WASHINGTON -- An unlikely drug combination had high efficacy rates in a hard-to-treat group of patients with hepatitis C virus (HCV) infection, a researcher said here.
After 12 weeks of therapy, the combination -- sofosbuvir, pegylated interferon, and ribavirin -- led to viral cure rates of 89%, according to Eric Lawitz, MD, of the University of Texas Health Science Center in San Antonio.
Patients in the study were regarded as hard to treat because they had genotype 2 and 3 disease, had failed previous therapy with interferon and ribavirin, and many had cirrhosis, Lawitz said at the annual meeting of the American Association for the Study of Liver Diseases.
Sofosbuvir remains investigational but it has mainly been tested in combination with ribavirin alone, as part of the movement to get rid of the highly toxic interferon.
The drug has been recommended for approval, with different indications depending on HCV genotype. An FDA advisory panel suggested it be used with interferon and ribavirin in genotype 1 patients, but with ribavirin alone in genotypes 2 and 3.
But it seems unlikely the drug will often be used in combination with interferon and ribavirin, commented Donald Jensen, MD, of the University of Chicago, who was not involved in the study but who moderated the session at which it was presented.
"Certainly, the field is moving toward an interferon-free world." he told MedPage Today. But there might still be cases in which an interferon-based regimen might be used as a "fallback," he added.
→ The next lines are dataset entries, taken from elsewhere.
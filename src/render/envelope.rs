//! ADSR amplitude envelope.

/// Attack-Decay-Sustain-Release envelope. Times in seconds, sustain a level
/// in [0, 1].
#[derive(Debug, Clone, Copy, PartialEq)]
pub struct Adsr {
    pub attack: f64,
    pub decay: f64,
    pub sustain: f64,
    pub release: f64,
}

impl Adsr {
    /// Scale segment lengths down proportionally when attack + decay +
    /// release exceed the note length, so the shape survives short notes.
    pub fn fitted(&self, note_dur: f64) -> Adsr {
        let fixed = self.attack + self.decay + self.release;
        if fixed <= note_dur || fixed <= 0.0 {
            return *self;
        }
        let scale = note_dur / fixed;
        Adsr {
            attack: self.attack * scale,
            decay: self.decay * scale,
            sustain: self.sustain,
            release: self.release * scale,
        }
    }

    /// Amplitude at `t` seconds into a note that is held for `note_dur`.
    /// The release tail runs in `[note_dur, note_dur + release)`.
    pub fn amplitude(&self, t: f64, note_dur: f64) -> f64 {
        if t < 0.0 {
            return 0.0;
        }
        if t < self.attack {
            if self.attack <= 0.0 {
                1.0
            } else {
                t / self.attack
            }
        } else if t < self.attack + self.decay {
            if self.decay <= 0.0 {
                self.sustain
            } else {
                let x = (t - self.attack) / self.decay;
                1.0 - x * (1.0 - self.sustain)
            }
        } else if t < note_dur {
            self.sustain
        } else if t < note_dur + self.release {
            if self.release <= 0.0 {
                0.0
            } else {
                let x = (t - note_dur) / self.release;
                self.sustain * (1.0 - x)
            }
        } else {
            0.0
        }
    }

    /// Sounding length of a note including the release tail.
    pub fn total_duration(&self, note_dur: f64) -> f64 {
        note_dur + self.release
    }
}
"If you have a genotype 3 patient with cirrhosis who had failed therapy with sofosbuvir and ribavirin," he said, interferon might be added to a retreatment regimen.
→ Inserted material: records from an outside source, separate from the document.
//! Audio renderer — turns absolute-time stems into per-instrument mono
//! buffers via sample playback or the synth fallback.
//!
//! Every instrument with notes must have an asset source; a missing or
//! invalid source fails the render for that instrument rather than
//! silently producing an empty stem.

pub mod envelope;
pub mod oscillator;
pub mod sampler;
pub mod synth;

pub use sampler::{default_drum_mapping, DrumKitSampler, Region, SampleBuffer, SfzInstrument};
pub use synth::{SynthDrumKit, SynthPatch};

use std::collections::{BTreeMap, HashMap};
use std::path::Path;

use log::{debug, warn};

use crate::error::{Error, Result};
use crate::stem::{Instrument, Note, Stems};

/// How one instrument's notes become audio.
pub enum AssetSource {
    /// SFZ-like pitched sample regions.
    Sfz(SfzInstrument),
    /// Drum sample directory with round-robin pools.
    DrumSamples(DrumKitSampler),
    /// Subtractive synth voice.
    SynthVoice(SynthPatch),
    /// Synthesized percussion.
    SynthDrums(SynthDrumKit),
}

impl AssetSource {
    fn render_note(&self, note: &Note, rr: usize, sample_rate: u32) -> Result<Vec<f32>> {
        match self {
            AssetSource::Sfz(sfz) => sfz.render_note(note.pitch, note.vel, note.dur, sample_rate),
            AssetSource::DrumSamples(kit) => {
                kit.render_hit(note.pitch, note.vel, rr, sample_rate)
            }
            AssetSource::SynthVoice(patch) => {
                Ok(patch.render_note(note.pitch, note.vel, note.dur, sample_rate))
            }
            AssetSource::SynthDrums(kit) => kit
                .render_hit(note.pitch, note.vel, sample_rate)
                .ok_or(Error::NoRegionForPitch {
                    instrument: Instrument::Drums,
                    pitch: note.pitch,
                }),
        }
    }
}

/// Asset sources per instrument, plus the path labels that feed the render
/// hash.
pub struct RenderAssets {
    sources: BTreeMap<Instrument, AssetSource>,
    paths: BTreeMap<Instrument, String>,
}

impl RenderAssets {
    pub fn new() -> Self {
        Self {
            sources: BTreeMap::new(),
            paths: BTreeMap::new(),
        }
    }

    /// All four instruments on the built-in synth engine.
    pub fn synth_default() -> Self {
        Self::new()
            .with_source(Instrument::Drums, AssetSource::SynthDrums(SynthDrumKit::default()))
            .with_source(Instrument::Bass, AssetSource::SynthVoice(SynthPatch::bass()))
            .with_source(Instrument::Keys, AssetSource::SynthVoice(SynthPatch::keys()))
            .with_source(Instrument::Pads, AssetSource::SynthVoice(SynthPatch::pads()))
    }

    /// Attach a source built in memory; the hash label records its kind.
    pub fn with_source(mut self, instrument: Instrument, source: AssetSource) -> Self {
        let label = match &source {
            AssetSource::Sfz(_) => "sfz:inline",
            AssetSource::DrumSamples(_) => "drums:inline",
            AssetSource::SynthVoice(_) => "synth:voice",
            AssetSource::SynthDrums(_) => "synth:drums",
        };
        self.paths.insert(instrument, label.to_string());
        self.sources.insert(instrument, source);
        self
    }

    /// Load an SFZ-like region list for a pitched instrument.
    pub fn load_sfz(mut self, instrument: Instrument, list_path: &Path) -> Result<Self> {
        let sfz = SfzInstrument::load(instrument, list_path)?;
        self.paths
            .insert(instrument, list_path.display().to_string());
        self.sources.insert(instrument, AssetSource::Sfz(sfz));
        Ok(self)
    }

    /// Load a drum sample directory with the given filename→pitch mapping.
    pub fn load_drum_dir(
        mut self,
        dir: &Path,
        mapping: &BTreeMap<String, u8>,
    ) -> Result<Self> {
        let kit = DrumKitSampler::load_dir(dir, mapping)?;
        self.paths
            .insert(Instrument::Drums, dir.display().to_string());
        self.sources
            .insert(Instrument::Drums, AssetSource::DrumSamples(kit));
        Ok(self)
    }

    pub fn source_for(&self, instrument: Instrument) -> Option<&AssetSource> {
        self.sources.get(&instrument)
    }

    /// Asset path labels in deterministic order, for the render hash.
    pub fn path_labels(&self) -> Vec<(String, String)> {
        self.paths
            .iter()
            .map(|(inst, path)| (inst.name().to_string(), path.clone()))
            .collect()
    }
}

impl Default for RenderAssets {
    fn default() -> Self {
        Self::new()
    }
}

/// Render every stem to a mono buffer. All buffers share one length: the
/// latest note end across all instruments.
pub fn render(
    stems: &Stems,
    sample_rate: u32,
    assets: &RenderAssets,
) -> Result<BTreeMap<Instrument, Vec<f32>>> {
    let duration = stems
        .values()
        .flatten()
        .map(Note::end)
        .fold(0.0f64, f64::max);
    let frames = (duration * sample_rate as f64).ceil() as usize;

    let mut out = BTreeMap::new();
    for (&instrument, notes) in stems {
        let source = assets
            .source_for(instrument)
            .ok_or(Error::MissingAssets {
                instrument,
                detail: "no asset source configured".into(),
            })?;

        let mut buffer = vec![0.0f32; frames];
        let mut round_robin: HashMap<u8, usize> = HashMap::new();
        for note in notes {
            let rr = {
                let slot = round_robin.entry(note.pitch).or_insert(0);
                let current = *slot;
                *slot += 1;
                current
            };
            let rendered = source.render_note(note, rr, sample_rate)?;
            let offset = (note.start * sample_rate as f64).round() as usize;
            for (i, s) in rendered.iter().enumerate() {
                if let Some(slot) = buffer.get_mut(offset + i) {
                    *slot += s;
                }
            }
        }

        // Defensive: a non-finite buffer would poison the whole mix.
        if buffer.iter().any(|s| !s.is_finite()) {
            warn!("{instrument}: non-finite samples; substituting silence");
            buffer = vec![0.0; frames];
        }

        // Soft-normalize when overlapping notes push past full scale.
        let peak = buffer.iter().fold(0.0f32, |m, s| m.max(s.abs()));
        if peak > 1.0 {
            let scale = 0.99 / peak;
            for s in buffer.iter_mut() {
                *s *= scale;
            }
            debug!("{instrument}: normalized peak {peak:.2}");
        }

        out.insert(instrument, buffer);
    }
    Ok(out)
}

#[cfg(test)]
mod tests {
    use super::*;
    use crate::pattern::drums;
    use crate::song::tests::two_bar_spec;
    use crate::stem::build_stems_for_song;

    fn rendered_default() -> BTreeMap<Instrument, Vec<f32>> {
        let spec = two_bar_spec();
        let stems = build_stems_for_song(&spec, 42).unwrap();
        render(&stems, 44100, &RenderAssets::synth_default()).unwrap()
    }

    #[test]
    fn all_instruments_render_equal_length() {
        let buffers = rendered_default();
        assert_eq!(buffers.len(), 4);
        let len = buffers.values().next().unwrap().len();
        assert!(len > 0);
        assert!(buffers.values().all(|b| b.len() == len));
    }

    #[test]
    fn buffers_are_finite_and_soft_normalized() {
        for (instrument, buffer) in rendered_default() {
            let peak = buffer.iter().fold(0.0f32, |m, s| m.max(s.abs()));
            assert!(peak > 0.0, "{instrument} rendered silence");
            assert!(peak <= 1.0, "{instrument} peak {peak}");
            assert!(buffer.iter().all(|s| s.is_finite()));
        }
    }

    #[test]
    fn missing_assets_fail_the_render() {
        let spec = two_bar_spec();
        let stems = build_stems_for_song(&spec, 42).unwrap();
        let only_drums = RenderAssets::new().with_source(
            Instrument::Drums,
            AssetSource::SynthDrums(SynthDrumKit::default()),
        );
        let err = render(&stems, 44100, &only_drums).unwrap_err();
        assert!(matches!(err, Error::MissingAssets { .. }));
    }

    #[test]
    fn render_is_deterministic() {
        let spec = two_bar_spec();
        let stems = build_stems_for_song(&spec, 42).unwrap();
        let assets = RenderAssets::synth_default();
        let a = render(&stems, 44100, &assets).unwrap();
        let b = render(&stems, 44100, &assets).unwrap();
        assert_eq!(a, b);
    }

    #[test]
    fn buffer_length_tracks_latest_note_end() {
        let spec = two_bar_spec();
        let stems = build_stems_for_song(&spec, 42).unwrap();
        let duration = stems
            .values()
            .flatten()
            .map(Note::end)
            .fold(0.0f64, f64::max);
        let buffers = render(&stems, 44100, &RenderAssets::synth_default()).unwrap();
        let expected = (duration * 44100.0).ceil() as usize;
        assert_eq!(buffers[&Instrument::Drums].len(), expected);
    }

    #[test]
    fn drum_round_robin_alternates_pool_samples() {
        use crate::stem::Note;
        use std::collections::BTreeMap as Map;

        let pools = Map::from([(
            drums::KICK,
            vec![
                SampleBuffer::from_mono(vec![0.5], 44100),
                SampleBuffer::from_mono(vec![-0.5], 44100),
            ],
        )]);
        let kit = DrumKitSampler::from_pools(pools).unwrap();
        let assets = RenderAssets::new()
            .with_source(Instrument::Drums, AssetSource::DrumSamples(kit));

        let mut stems = Stems::new();
        stems.insert(
            Instrument::Drums,
            vec![
                Note { start: 0.0, dur: 0.1, pitch: drums::KICK, vel: 127, channel: 9 },
                Note { start: 0.5, dur: 0.1, pitch: drums::KICK, vel: 127, channel: 9 },
                Note { start: 1.0, dur: 0.1, pitch: drums::KICK, vel: 127, channel: 9 },
            ],
        );
        let buffers = render(&stems, 44100, &assets).unwrap();
        let buf = &buffers[&Instrument::Drums];
        assert!((buf[0] - 0.5).abs() < 1e-6);
        assert!((buf[22050] + 0.5).abs() < 1e-6);
        assert!((buf[44100] - 0.5).abs() < 1e-6);
    }

    #[test]
    fn unsupported_drum_pitch_fails_with_synth_kit() {
        let mut stems = Stems::new();
        stems.insert(
            Instrument::Drums,
            vec![Note { start: 0.0, dur: 0.1, pitch: 60, vel: 100, channel: 9 }],
        );
        let err = render(&stems, 44100, &RenderAssets::synth_default()).unwrap_err();
        assert!(matches!(err, Error::NoRegionForPitch { pitch: 60, .. }));
    }

    #[test]
    fn path_labels_follow_sources() {
        let labels = RenderAssets::synth_default().path_labels();
        assert_eq!(labels.len(), 4);
        assert!(labels.iter().any(|(i, p)| i == "drums" && p == "synth:drums"));
        assert!(labels.iter().any(|(i, p)| i == "bass" && p == "synth:voice"));
    }
}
The study "shows you can use it," he said.
In a single-arm study, Lawitz and colleagues enrolled 47 patients for 12 weeks of therapy with the three drugs. The primary endpoint was undetectable virus 12 weeks after the end of therapy (SVR12).
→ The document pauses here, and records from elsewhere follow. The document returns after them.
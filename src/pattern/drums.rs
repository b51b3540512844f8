//! Drum grid generator — kick/snare/hat patterns with probabilistic ghost
//! fills, all drawn from the section's drum stream.

use rand::Rng;

use super::{density_pulses, euclidean, SectionContext};
use crate::rng;
use crate::stem::{Event, Instrument};

/// GM-style percussion pitches used throughout the engine.
pub const KICK: u8 = 36;
pub const SNARE: u8 = 38;
pub const CLOSED_HAT: u8 = 42;
pub const OPEN_HAT: u8 = 46;
pub const TOM_LOW: u8 = 45;
pub const TOM_MID: u8 = 47;
pub const TOM_HIGH: u8 = 50;
pub const CRASH: u8 = 49;
/// Reverse-sweep riser used by cadence FX.
pub const SWEEP: u8 = 54;

const CHANNEL: u8 = 9;

pub fn generate(ctx: &SectionContext<'_>) -> Vec<Event> {
    let mut rng = rng::stream(
        ctx.spec.seed,
        &[ctx.section.name.as_str(), Instrument::Drums.name()],
    );
    let steps = ctx.steps_per_bar();
    let step_beats = ctx.step_beats();
    let mut events = Vec::new();

    let kick_pattern = euclidean(density_pulses(ctx.density, 3.0, steps), steps);
    let hat_stride = if ctx.density >= 0.7 {
        1
    } else if ctx.density >= 0.35 {
        2
    } else {
        4
    };
    // Backbeat: snare on every second quarter-note beat.
    let snare_steps: Vec<usize> = (0..steps).filter(|s| s % 8 == 4).collect();

    for bar in 0..ctx.section.length_bars {
        let bar_start = bar as f64 * ctx.beats_per_bar();

        for (step, &hit) in kick_pattern.iter().enumerate() {
            if hit {
                events.push(Event {
                    start: bar_start + step as f64 * step_beats,
                    dur: step_beats,
                    pitch: KICK,
                    velocity: 104,
                    channel: CHANNEL,
                });
            }
        }

        for &step in &snare_steps {
            events.push(Event {
                start: bar_start + step as f64 * step_beats,
                dur: step_beats,
                pitch: SNARE,
                velocity: 96,
                channel: CHANNEL,
            });
        }

        for step in (0..steps).step_by(hat_stride) {
            // Accent hats that land on quarter-note beats.
            let velocity = if step % 4 == 0 { 78 } else { 60 };
            events.push(Event {
                start: bar_start + step as f64 * step_beats,
                dur: step_beats * 0.5,
                pitch: CLOSED_HAT,
                velocity,
                channel: CHANNEL,
            });
        }

        // Probabilistic ghost fill: a few quiet snare hits late in the bar.
        if rng.gen_bool((ctx.density * 0.3).clamp(0.0, 1.0)) {
            let count = rng.gen_range(1..=3);
            for _ in 0..count {
                let step = rng.gen_range(steps / 2..steps);
                events.push(Event {
                    start: bar_start + step as f64 * step_beats,
                    dur: step_beats * 0.5,
                    pitch: SNARE,
                    velocity: rng.gen_range(30..=48),
                    channel: CHANNEL,
                });
            }
        }
    }

    events
}

#[cfg(test)]
mod tests {
    use super::*;
    use crate::pattern::testutil::generate_two_bar;

    fn ctx_events(density: f64) -> Vec<Event> {
        generate_two_bar(Instrument::Drums, density)
    }

    #[test]
    fn emits_kick_snare_and_hats() {
        let events = ctx_events(0.6);
        assert!(events.iter().any(|e| e.pitch == KICK));
        assert!(events.iter().any(|e| e.pitch == SNARE));
        assert!(events.iter().any(|e| e.pitch == CLOSED_HAT));
    }

    #[test]
    fn backbeat_on_beats_two_and_four() {
        let events = ctx_events(0.5);
        let strong_snares: Vec<f64> = events
            .iter()
            .filter(|e| e.pitch == SNARE && e.velocity >= 90)
            .map(|e| e.start)
            .collect();
        // Bars are 4 beats; backbeats at beats 1 and 3 of each bar.
        assert!(strong_snares.contains(&1.0));
        assert!(strong_snares.contains(&3.0));
        assert!(strong_snares.contains(&5.0));
        assert!(strong_snares.contains(&7.0));
    }

    #[test]
    fn higher_density_means_more_hats() {
        let sparse = ctx_events(0.1)
            .iter()
            .filter(|e| e.pitch == CLOSED_HAT)
            .count();
        let busy = ctx_events(0.9)
            .iter()
            .filter(|e| e.pitch == CLOSED_HAT)
            .count();
        assert!(busy > sparse, "busy {busy} <= sparse {sparse}");
    }

    #[test]
    fn deterministic_per_seed() {
        assert_eq!(ctx_events(0.6), ctx_events(0.6));
    }

    #[test]
    fn all_events_within_section() {
        let events = ctx_events(0.8);
        for e in &events {
            assert!(e.start >= 0.0 && e.start < 8.0, "event at {}", e.start);
        }
    }

    #[test]
    fn all_on_drum_channel() {
        assert!(ctx_events(0.5).iter().all(|e| e.channel == 9));
    }
}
The overall SVR12 rate was 89%, with 22 of the 23 genotype 2 patients reaching the endpoint and 20 of 24 genotype 3 patients -- 96% and 83% respectively.
Lawitz reported that one genotype 2 patient was noncompliant with the medication and stopped treatment early.
Two genotype 3 patients also stopped early -- one lost to follow-up and one because of an adverse event -- while two others completed therapy but relapsed before the end of the 12-week follow-up.
SVR12 rates were similar between cirrhotic and non-cirrhotic patients, Lawitz reported.
Almost all patients reported some adverse events, "not unexpectedly in an interferon-based regimen," Lawitz said, adding the adverse event profile was consistent with the known side effects of interferon and ribavirin.
The most common events were flu-like symptoms, fatigue, anemia, neutropenia, and nausea, Lawitz reported.
The study was supported by Gilead Sciences. Lawitz reported financial links with AbbVie, Boehringer Ingelheim, Bristol-Myers Squibb, Gilead Sciences, GlaxoSmithKline, Idenix Pharmaceuticals, Intercept Pharmaceuticals, Janssen, Merck, Novartis, Presidio, Roche, Santaris Pharmaceuticals, Vertex Pharmaceuticals, Kadmon, Achillion Pharmaceuticals, BioCryst, Biotica, Enanta, Idenix, and Theravance. Several authors are employees of Gilead.
Jensen reported financial links with Abbott, Roche/Genentech, Vertex, GlobeImmune, Boehringer-Ingelheim, and Tibotec.
Primary source: American Association for the Study of Liver Diseases
Source reference: Lawitz E, et al "Sofosbuvir in combination with pegIFN and ribavirin for 12 weeks provides high SVR rates in HCV-infected genotype 2 or 3 treatment experienced patients with and without compensated cirrhosis: Results from the LONESTAR-2 study"AASLD 2013; Abstract LB-4.